Puerta del Sol had its usual contingent of street weirdos - costumed characters (including, oddly, Mr Bean), guys posing in ways that made you wonder what held them up, singers, tables with scary heads on them that came to life as you passed - you know, the usual.  :)  Plaza Mayor had its share, too.

We ended up with six of us for lunch.  We walked down to the Mercado de San Miguel, but found it way too packed with people, and we all wanted to sit, so we ended up at a little restaurant called Bar Eduardo, right next door, where we could eat outside.  Mike and I split a beef, onion, and carrot pizza.  Afterward, we split up to do different things.  Mike, Betsy, and I returned to the mercado to buy dessert.  I bought something whose name I can't recall right now that looked like a calzone, only it was filled with pudding-like cream and dusted with powdered sugar - yum! Then we set off to walk off the calories.

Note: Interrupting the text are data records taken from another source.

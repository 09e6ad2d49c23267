use std::hash::{Hash, Hasher};

use seahash::SeaHasher;
use serde::Serialize;
use smallstr::SmallString;
use url::Url;

use super::{BoardDescriptor, HttpIcon, PostDescriptor, PostImage, StickyThread};
use crate::site::{Board, Site};
use crate::Error;

/// Hash over the parts of a post that influence its parsed form. Volatile
/// thread counters are left out so a bumped reply count alone never forces a
/// re-parse.
#[derive(Debug, Clone, Copy, PartialEq, Eq, Hash, Serialize)]
#[serde(transparent)]
pub struct PostHash(pub u64);

/// Mutable accumulator filled field by field while a single post is decoded.
#[derive(Debug, Clone, Default)]
pub struct PostBuilder {
    pub board: Option<BoardDescriptor>,
    pub post_no: Option<u64>,
    pub post_sub_no: u64,
    pub op: bool,
    pub op_id: u64,
    pub subject: Option<String>,
    pub name: Option<String>,
    pub tripcode: Option<String>,
    pub poster_id: Option<String>,
    pub moderator_capcode: Option<String>,
    pub timestamp: i64,
    pub comment: String,

    // Thread level, only meaningful on the OP.
    pub sticky: bool,
    pub closed: bool,
    pub archived: bool,
    pub endless: bool,
    pub sticky_cap: Option<u32>,
    pub replies: u32,
    pub thread_images: u32,
    pub unique_ips: u32,
    pub last_modified: i64,

    pub images: Vec<PostImage>,
    pub http_icons: Vec<HttpIcon>,
}

impl PostBuilder {
    pub fn new(board: BoardDescriptor) -> Self {
        Self {
            board: Some(board),
            ..Default::default()
        }
    }

    pub fn is_op(&self) -> bool {
        self.op
    }

    pub fn thread_no(&self) -> Option<u64> {
        if self.op {
            self.post_no
        } else {
            Some(self.op_id)
        }
    }

    /// An OP is keyed by its own number, a reply by its thread's number plus
    /// its own.
    pub fn post_descriptor(&self) -> Option<PostDescriptor> {
        let board = self.board.as_ref()?;
        let post_no = self.post_no?;
        let thread_no = if self.op { post_no } else { self.op_id };
        if thread_no == 0 {
            return None;
        }

        Some(
            board
                .thread(thread_no)
                .post(post_no)
                .with_sub_no(self.post_sub_no),
        )
    }

    pub fn has_post_descriptor(&self) -> bool {
        self.post_descriptor().is_some()
    }

    /// Computed from the current field values on every call, so edits made
    /// after an earlier call are always reflected.
    pub fn content_hash(&self) -> PostHash {
        let mut s = SeaHasher::new();
        self.post_no.hash(&mut s);
        self.post_sub_no.hash(&mut s);
        self.op.hash(&mut s);
        self.op_id.hash(&mut s);
        self.subject.hash(&mut s);
        self.name.hash(&mut s);
        self.tripcode.hash(&mut s);
        self.poster_id.hash(&mut s);
        self.moderator_capcode.hash(&mut s);
        self.timestamp.hash(&mut s);
        self.comment.hash(&mut s);
        self.sticky.hash(&mut s);
        self.closed.hash(&mut s);
        self.archived.hash(&mut s);
        self.endless.hash(&mut s);
        self.sticky_cap.hash(&mut s);
        self.images.hash(&mut s);
        self.http_icons.hash(&mut s);
        PostHash(s.finish())
    }

    pub fn add_http_icon(&mut self, icon: HttpIcon) {
        self.http_icons.push(icon);
    }

    pub fn thread_meta(&self) -> ThreadMeta {
        ThreadMeta {
            closed: self.closed,
            archived: self.archived,
            sticky: StickyThread::create(self.sticky || self.endless, self.sticky_cap),
            replies: self.replies,
            images: self.thread_images,
            unique_ips: self.unique_ips,
            last_modified: self.last_modified,
        }
    }
}

/// Thread-wide state carried by the OP that per-post decoding does not see.
#[derive(Debug, Clone, PartialEq, Eq, Serialize)]
pub struct ThreadMeta {
    pub closed: bool,
    pub archived: bool,
    pub sticky: StickyThread,
    pub replies: u32,
    pub images: u32,
    pub unique_ips: u32,
    pub last_modified: i64,
}

/// Raw attachment fields as a decoder finds them. URLs are never taken from
/// the wire; they are rendered from the site templates in `build`.
#[derive(Debug, Clone, Default)]
pub struct PostImageBuilder {
    pub server_filename: Option<String>,
    pub filename: Option<String>,
    pub extension: Option<String>,
    pub width: u32,
    pub height: u32,
    pub size: u64,
    pub spoiler: bool,
    pub file_hash: Option<String>,
    pub args: Vec<(&'static str, String)>,
}

impl PostImageBuilder {
    pub fn arg<T: Into<String>>(mut self, key: &'static str, value: T) -> Self {
        self.args.push((key, value.into()));
        self
    }

    pub fn build(self, site: &Site, board: &Board) -> Result<PostImage, Error> {
        let server_filename = self
            .server_filename
            .ok_or(Error::MissingField("server_filename"))?;
        let extension = self
            .extension
            .map(|ext| ext.trim_start_matches('.').to_string())
            .ok_or(Error::MissingField("ext"))?;
        let filename = self
            .filename
            .map(|f| crate::parser::unescape(&f))
            .unwrap_or_else(|| server_filename.clone());

        let mut args = self.args;
        if !args.iter().any(|(k, _)| *k == "ext") {
            args.push(("ext", extension.clone()));
        }
        let endpoints = site.endpoints();
        let thumbnail_url = endpoints.thumbnail_url(board, false, &args)?;
        let spoiler_thumbnail_url = endpoints.spoiler_thumbnail_url(board, &args)?;
        let image_url = endpoints.image_url(board, &args)?;

        Ok(PostImage::new(
            server_filename,
            filename,
            SmallString::from_str(&extension),
            self.width,
            self.height,
            if site.quirks().accurate_file_sizes {
                Some(self.size)
            } else {
                None
            },
            self.spoiler,
            self.file_hash
                .filter(|h| !h.is_empty() && site.quirks().trusted_file_hashes),
            thumbnail_url,
            spoiler_thumbnail_url,
            image_url,
        ))
    }
}

impl HttpIcon {
    pub fn from_template(
        site: &Site,
        board: &Board,
        icon: &str,
        name: String,
        args: &[(&'static str, String)],
    ) -> Result<Option<Self>, Error> {
        let url: Option<Url> = site.endpoints().icon_url(board, icon, args)?;
        Ok(url.map(|url| HttpIcon { url, name }))
    }
}

#[cfg(test)]
mod tests {
    use super::*;

    fn builder(no: u64, op_id: u64, comment: &str) -> PostBuilder {
        let mut b = PostBuilder::new(BoardDescriptor::new("4chan", "g"));
        b.post_no = Some(no);
        b.op = op_id == 0;
        b.op_id = op_id;
        b.comment = comment.to_string();
        b
    }

    #[test]
    fn op_and_reply_descriptors() {
        let op = builder(100, 0, "");
        let reply = builder(101, 100, "");
        assert_eq!(
            op.post_descriptor(),
            Some(PostDescriptor::new("4chan", "g", 100, 100, 0))
        );
        assert_eq!(
            reply.post_descriptor(),
            Some(PostDescriptor::new("4chan", "g", 100, 101, 0))
        );
        assert!(!PostBuilder::default().has_post_descriptor());
    }

    #[test]
    fn hash_ignores_volatile_counters() {
        let a = builder(100, 0, "hello");
        let mut b = a.clone();
        b.replies = 50;
        b.thread_images = 10;
        b.unique_ips = 7;
        b.last_modified = 12345;
        assert_eq!(a.content_hash(), b.content_hash());

        let c = builder(100, 0, "hello, edited");
        assert_ne!(a.content_hash(), c.content_hash());
    }

    #[test]
    fn hash_is_stable_across_calls() {
        let a = builder(5, 1, "text");
        let first = a.content_hash();
        assert_eq!(first, a.content_hash());
        assert_eq!(first, builder(5, 1, "text").content_hash());
    }

    #[test]
    fn hash_follows_later_edits() {
        let mut a = builder(5, 1, "text");
        let before = a.content_hash();
        a.comment.push_str(" more");
        let after_comment = a.content_hash();
        assert_ne!(before, after_comment);
        assert_eq!(after_comment, builder(5, 1, "text more").content_hash());

        a.images.clear();
        a.subject = Some(String::from("subject"));
        assert_ne!(after_comment, a.content_hash());
    }

    #[test]
    fn thread_meta_sticky_state() {
        let mut op = builder(1, 0, "");
        assert_eq!(op.thread_meta().sticky, StickyThread::NotSticky);
        op.sticky = true;
        assert_eq!(op.thread_meta().sticky, StickyThread::StickyUnlimited);
        op.sticky_cap = Some(300);
        assert_eq!(op.thread_meta().sticky, StickyThread::StickyWithCap(300));
    }
}
use std::collections::BTreeSet;

use serde::Serialize;
use smallstr::SmallString;
use url::Url;

use super::{FilterOutcome, PostComment, PostDescriptor};

#[derive(Debug, Clone, PartialEq, Eq, Hash, Serialize)]
pub struct PostImage {
    server_filename: String,
    filename: String,
    extension: SmallString<[u8; 8]>,
    width: u32,
    height: u32,
    size: Option<u64>,
    spoiler: bool,
    file_hash: Option<String>,
    thumbnail_url: Url,
    spoiler_thumbnail_url: Option<Url>,
    image_url: Url,
}

impl PostImage {
    pub(crate) fn new(
        server_filename: String,
        filename: String,
        extension: SmallString<[u8; 8]>,
        width: u32,
        height: u32,
        size: Option<u64>,
        spoiler: bool,
        file_hash: Option<String>,
        thumbnail_url: Url,
        spoiler_thumbnail_url: Option<Url>,
        image_url: Url,
    ) -> Self {
        Self {
            server_filename,
            filename,
            extension,
            width,
            height,
            size,
            spoiler,
            file_hash,
            thumbnail_url,
            spoiler_thumbnail_url,
            image_url,
        }
    }

    pub fn server_filename(&self) -> &str {
        &self.server_filename
    }

    pub fn filename(&self) -> &str {
        &self.filename
    }

    pub fn extension(&self) -> &str {
        &self.extension
    }

    pub fn dimensions(&self) -> (u32, u32) {
        (self.width, self.height)
    }

    /// `None` until a later out-of-band request learns the real size.
    pub fn size(&self) -> Option<u64> {
        self.size
    }

    pub fn spoiler(&self) -> bool {
        self.spoiler
    }

    pub fn file_hash(&self) -> Option<&str> {
        self.file_hash.as_deref()
    }

    pub fn thumbnail_url(&self) -> &Url {
        &self.thumbnail_url
    }

    pub fn spoiler_thumbnail_url(&self) -> Option<&Url> {
        self.spoiler_thumbnail_url.as_ref()
    }

    pub fn image_url(&self) -> &Url {
        &self.image_url
    }

    /// Fields compared by the fast diff path.
    pub(crate) fn same_file(&self, other: &PostImage) -> bool {
        self.server_filename == other.server_filename
            && self.extension == other.extension
            && self.spoiler == other.spoiler
    }
}

#[derive(Debug, Clone, PartialEq, Eq, Hash, Serialize)]
pub struct HttpIcon {
    pub url: Url,
    pub name: String,
}

#[derive(Debug, Clone, Copy, Default, PartialEq, Eq, Hash, Serialize)]
pub struct PostFlags {
    pub op: bool,
    pub sticky: bool,
    pub closed: bool,
    pub archived: bool,
    pub endless: bool,
    /// Authored by the user of this application.
    pub own: bool,
}

/// The canonical, app-facing post. Only constructed by the post parser.
#[derive(Debug, Clone, PartialEq, Eq, Serialize)]
pub struct Post {
    descriptor: PostDescriptor,
    comment: PostComment,
    raw_comment: String,
    subject: Option<String>,
    name: Option<String>,
    tripcode: Option<String>,
    poster_id: Option<String>,
    moderator_capcode: Option<String>,
    timestamp: i64,
    images: Vec<PostImage>,
    http_icons: Vec<HttpIcon>,
    replies_to: BTreeSet<u64>,
    flags: PostFlags,
    filter: Option<FilterOutcome>,
}

pub(crate) struct PostParts {
    pub descriptor: PostDescriptor,
    pub comment: PostComment,
    pub raw_comment: String,
    pub subject: Option<String>,
    pub name: Option<String>,
    pub tripcode: Option<String>,
    pub poster_id: Option<String>,
    pub moderator_capcode: Option<String>,
    pub timestamp: i64,
    pub images: Vec<PostImage>,
    pub http_icons: Vec<HttpIcon>,
    pub replies_to: BTreeSet<u64>,
    pub flags: PostFlags,
    pub filter: Option<FilterOutcome>,
}

impl From<PostParts> for Post {
    fn from(p: PostParts) -> Self {
        Self {
            descriptor: p.descriptor,
            comment: p.comment,
            raw_comment: p.raw_comment,
            subject: p.subject,
            name: p.name,
            tripcode: p.tripcode,
            poster_id: p.poster_id,
            moderator_capcode: p.moderator_capcode,
            timestamp: p.timestamp,
            images: p.images,
            http_icons: p.http_icons,
            replies_to: p.replies_to,
            flags: p.flags,
            filter: p.filter,
        }
    }
}

impl Post {
    pub fn descriptor(&self) -> &PostDescriptor {
        &self.descriptor
    }

    pub fn post_no(&self) -> u64 {
        self.descriptor.post_no()
    }

    pub fn is_op(&self) -> bool {
        self.flags.op
    }

    pub fn comment(&self) -> &PostComment {
        &self.comment
    }

    pub fn raw_comment(&self) -> &str {
        &self.raw_comment
    }

    pub fn subject(&self) -> Option<&str> {
        self.subject.as_deref()
    }

    pub fn name(&self) -> Option<&str> {
        self.name.as_deref()
    }

    pub fn tripcode(&self) -> Option<&str> {
        self.tripcode.as_deref()
    }

    pub fn poster_id(&self) -> Option<&str> {
        self.poster_id.as_deref()
    }

    pub fn moderator_capcode(&self) -> Option<&str> {
        self.moderator_capcode.as_deref()
    }

    pub fn timestamp(&self) -> i64 {
        self.timestamp
    }

    pub fn images(&self) -> &[PostImage] {
        &self.images
    }

    pub fn http_icons(&self) -> &[HttpIcon] {
        &self.http_icons
    }

    /// Post numbers in this thread that this post quotes.
    pub fn replies_to(&self) -> &BTreeSet<u64> {
        &self.replies_to
    }

    pub fn flags(&self) -> PostFlags {
        self.flags
    }

    pub fn filter(&self) -> Option<FilterOutcome> {
        self.filter
    }
}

We were headed to the Templo de Debod, but we had switched trains when we didn't need to, and ended up somewhere else entirely.  It was a fortuitous mistake, though, because the train back had performers on it. We went back to where we had made the mistake and walked from there.  Templo de Debod is a 2200 year old Egyptian temple that was given to the city in 1968 in gratitude for Spain's help in saving the temples of Abu SimbeI, in Nubia, when they were building the Aswan Dam (they were going to be flooded, like at Three Rivers Gorge, and the temples were moved, block by block, to higher ground).  I can imagine them saying, "Hey, thanks for helping out, Spain. Here, you can have this little one." It is in a beautiful little park which offers a great view of the Royal Palace and the cathedral.  But the walk, paired with the stairs to get up to the Temple, just about did me in.  Pretty sure those pastry calories are long gone! By this time it was nearly 5:00 and we were all done for the day.  We had thought about dinner plans but just decided to grab a sandwich somewhere, separately.  Mike and Betsy headed back to their hotel and I returned to Sol, then walked to the Westin.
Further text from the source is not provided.